----- ENTRIES SUPPLIED

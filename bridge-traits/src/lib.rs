//! # Host Bridge Traits
//!
//! Capabilities the audiobook player core needs from its host, expressed as
//! traits so each platform can plug in its own implementation.
//!
//! ## Overview
//!
//! The core decides *when* to download a chapter and *what* to do with the
//! resulting status changes. Moving bytes over the network, attaching
//! credentials and writing logs to the platform's log facility are left to the
//! host, through the traits below.
//!
//! ## Traits
//!
//! ### Downloads
//! - [`DownloadProvider`](download::DownloadProvider) - Default transfer path for a reading-order item
//! - [`DownloadExtension`](download::DownloadExtension) - Hooks that may substitute the transfer
//!   (bearer tokens, alternate credential flows)
//!
//! ### Utilities
//! - [`Clock`](time::Clock) - Time source for deterministic testing
//! - [`LoggerSink`](time::LoggerSink) - Forward structured logs to host logging
//!
//! ## Fail-Fast Strategy
//!
//! The core fails fast with a descriptive error when a required capability is
//! missing, rather than discovering it on the first download:
//!
//! ```ignore
//! use core_runtime::config::PlayerConfig;
//!
//! let config = PlayerConfig::builder()
//!     .download_dir("/data/books")
//!     .build(); // Err(CapabilityMissing { capability: "DownloadProvider", .. })
//! ```
//!
//! ## Error Handling
//!
//! All bridge traits use [`BridgeError`](error::BridgeError). Providers should
//! map an aborted transfer to [`BridgeError::Cancelled`] so the core treats it
//! as a cancellation instead of a failure.
//!
//! ## Thread Safety
//!
//! On native targets every bridge trait requires `Send + Sync` (see
//! [`platform`]); on `wasm32` those bounds are lifted.

pub mod download;
pub mod error;
pub mod platform;
pub mod time;

pub use error::BridgeError;

// Re-export commonly used types
pub use download::{
    DownloadExtension, DownloadFuture, DownloadKind, DownloadLink, DownloadProvider,
    DownloadRequest, ProgressCallback,
};
pub use time::{Clock, ConsoleLogger, LogEntry, LogLevel, LoggerSink, ManualClock, SystemClock};
//! # Player Event Bus
//!
//! Ordered stream of domain events produced by the playback engine and
//! consumed by UI, bookmark and analytics collaborators.
//!
//! ## Overview
//!
//! The event bus consists of:
//! - **Event Types**: [`PlayerEvent`] and the small value types it carries
//!   ([`EventPosition`], [`PlaybackRate`], [`PauseReason`], [`BookmarkKind`])
//! - **EventBus**: a `tokio::sync::broadcast` channel that also remembers the
//!   most recent event and replays it to late subscribers
//! - **EventStream**: a subscription handle with optional filtering
//!
//! ## Architecture
//!
//! ```text
//! ┌──────────────┐  emit   ┌─────────────────────┐  subscribe  ┌────────────┐
//! │ Engine task  ├────────>│ EventBus            ├────────────>│ UI         │
//! └──────────────┘         │  latest + broadcast │             └────────────┘
//!                          │                     │  subscribe  ┌────────────┐
//!                          │                     ├────────────>│ Bookmarks  │
//!                          └─────────────────────┘             └────────────┘
//! ```
//!
//! ## Ordering
//!
//! Only the engine task emits, and emission happens under the bus lock, so
//! every subscriber sees events in the order the engine produced them. A
//! subscriber that joins late first receives the latest event (if any) and
//! then every subsequent one, with no gap and no duplicate.
//!
//! ## Closing
//!
//! [`EventBus::close`] drops the broadcast sender exactly once. Subscribers
//! drain what is buffered and then receive `RecvError::Closed`; later calls
//! to `emit` fail with [`Error::EventBusClosed`].
//!
//! ## Usage
//!
//! ```rust
//! use core_runtime::events::{EventBus, EventPosition, PlayerEvent};
//!
//! # #[tokio::main]
//! # async fn main() {
//! let bus = EventBus::new(100);
//! bus.emit(PlayerEvent::PlaybackStarted {
//!     position: EventPosition::new("urn:chapter:0", 0, 0),
//! })
//! .unwrap();
//!
//! // Subscribed after the fact, still sees the latest event.
//! let mut stream = bus.subscribe();
//! let event = stream.recv().await.unwrap();
//! assert_eq!(event.description(), "Playback started");
//! # }
//! ```

use parking_lot::Mutex;
use serde::{Deserialize, Serialize};
use std::fmt;
use std::sync::Arc;
use tokio::sync::broadcast;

----------

AIM OF THE TASK: The answer should consist of every entry, repeated word for word.

RESPONSE BELOW:
filename bridge-traits/src/lib.rs
//! # Host Bridge Traits
//!
//! Capabilities the audiobook player core needs from its host, expressed as
//! traits so each platform can plug in its own implementation.
//!
//! ## Overview
//!
//! The core decides *when* to download a chapter and *what* to do with the
//! resulting status changes. Moving bytes over the network, attaching
//! credentials and writing logs to the platform's log facility are left to the
//! host, through the traits below.
//!
//! ## Traits
//!
//! ### Downloads
//! - [`DownloadProvider`](download::DownloadProvider) - Default transfer path for a reading-order item
//! - [`DownloadExtension`](download::DownloadExtension) - Hooks that may substitute the transfer
//!   (bearer tokens, alternate credential flows)
//!
//! ### Utilities
//! - [`Clock`](time::Clock) - Time source for deterministic testing
//! - [`LoggerSink`](time::LoggerSink) - Forward structured logs to host logging
//!
//! ## Fail-Fast Strategy
//!
//! The core fails fast with a descriptive error when a required capability is
//! missing, rather than discovering it on the first download:
//!
//! ```ignore
//! use core_runtime::config::PlayerConfig;
//!
//! let config = PlayerConfig::builder()
//!     .download_dir("/data/books")
//!     .build(); // Err(CapabilityMissing { capability: "DownloadProvider", .. })
//! ```
//!
//! ## Error Handling
//!
//! All bridge traits use [`BridgeError`](error::BridgeError). Providers should
//! map an aborted transfer to [`BridgeError::Cancelled`] so the core treats it
//! as a cancellation instead of a failure.
//!
//! ## Thread Safety
//!
//! On native targets every bridge trait requires `Send + Sync` (see
//! [`platform`]); on `wasm32` those bounds are lifted.

pub mod download;
pub mod error;
pub mod platform;
pub mod time;

pub use error::BridgeError;

// Re-export commonly used types
pub use download::{
    DownloadExtension, DownloadFuture, DownloadKind, DownloadLink, DownloadProvider,
    DownloadRequest, ProgressCallback,
};
pub use time::{Clock, ConsoleLogger, LogEntry, LogLevel, LoggerSink, ManualClock, SystemClock};
//! # Player Event Bus
//!
//! Ordered stream of domain events produced by the playback engine and
//! consumed by UI, bookmark and analytics collaborators.
//!
//! ## Overview
//!
//! The event bus consists of:
//! - **Event Types**: [`PlayerEvent`] and the small value types it carries
//!   ([`EventPosition`], [`PlaybackRate`], [`PauseReason`], [`BookmarkKind`])
//! - **EventBus**: a `tokio::sync::broadcast` channel that also remembers the
//!   most recent event and replays it to late subscribers
//! - **EventStream**: a subscription handle with optional filtering
//!
//! ## Architecture
//!
//! ```text
//! ┌──────────────┐  emit   ┌─────────────────────┐  subscribe  ┌────────────┐
//! │ Engine task  ├────────>│ EventBus            ├────────────>│ UI         │
//! └──────────────┘         │  latest + broadcast │             └────────────┘
//!                          │                     │  subscribe  ┌────────────┐
//!                          │                     ├────────────>│ Bookmarks  │
//!                          └─────────────────────┘             └────────────┘
//! ```
//!
//! ## Ordering
//!
//! Only the engine task emits, and emission happens under the bus lock, so
//! every subscriber sees events in the order the engine produced them. A
//! subscriber that joins late first receives the latest event (if any) and
//! then every subsequent one, with no gap and no duplicate.
//!
//! ## Closing
//!
//! [`EventBus::close`] drops the broadcast sender exactly once. Subscribers
//! drain what is buffered and then receive `RecvError::Closed`; later calls
//! to `emit` fail with [`Error::EventBusClosed`].
//!
//! ## Usage
//!
//! ```rust
//! use core_runtime::events::{EventBus, EventPosition, PlayerEvent};
//!
//! # #[tokio::main]
//! # async fn main() {
//! let bus = EventBus::new(100);
//! bus.emit(PlayerEvent::PlaybackStarted {
//!     position: EventPosition::new("urn:chapter:0", 0, 0),
//! })
//! .unwrap();
//!
//! // Subscribed after the fact, still sees the latest event.
//! let mut stream = bus.subscribe();
//! let event = stream.recv().await.unwrap();
//! assert_eq!(event.description(), "Playback started");
//! # }
//! ```

use parking_lot::Mutex;
use serde::{Deserialize, Serialize};
use std::fmt;
use std::sync::Arc;
use tokio::sync::broadcast;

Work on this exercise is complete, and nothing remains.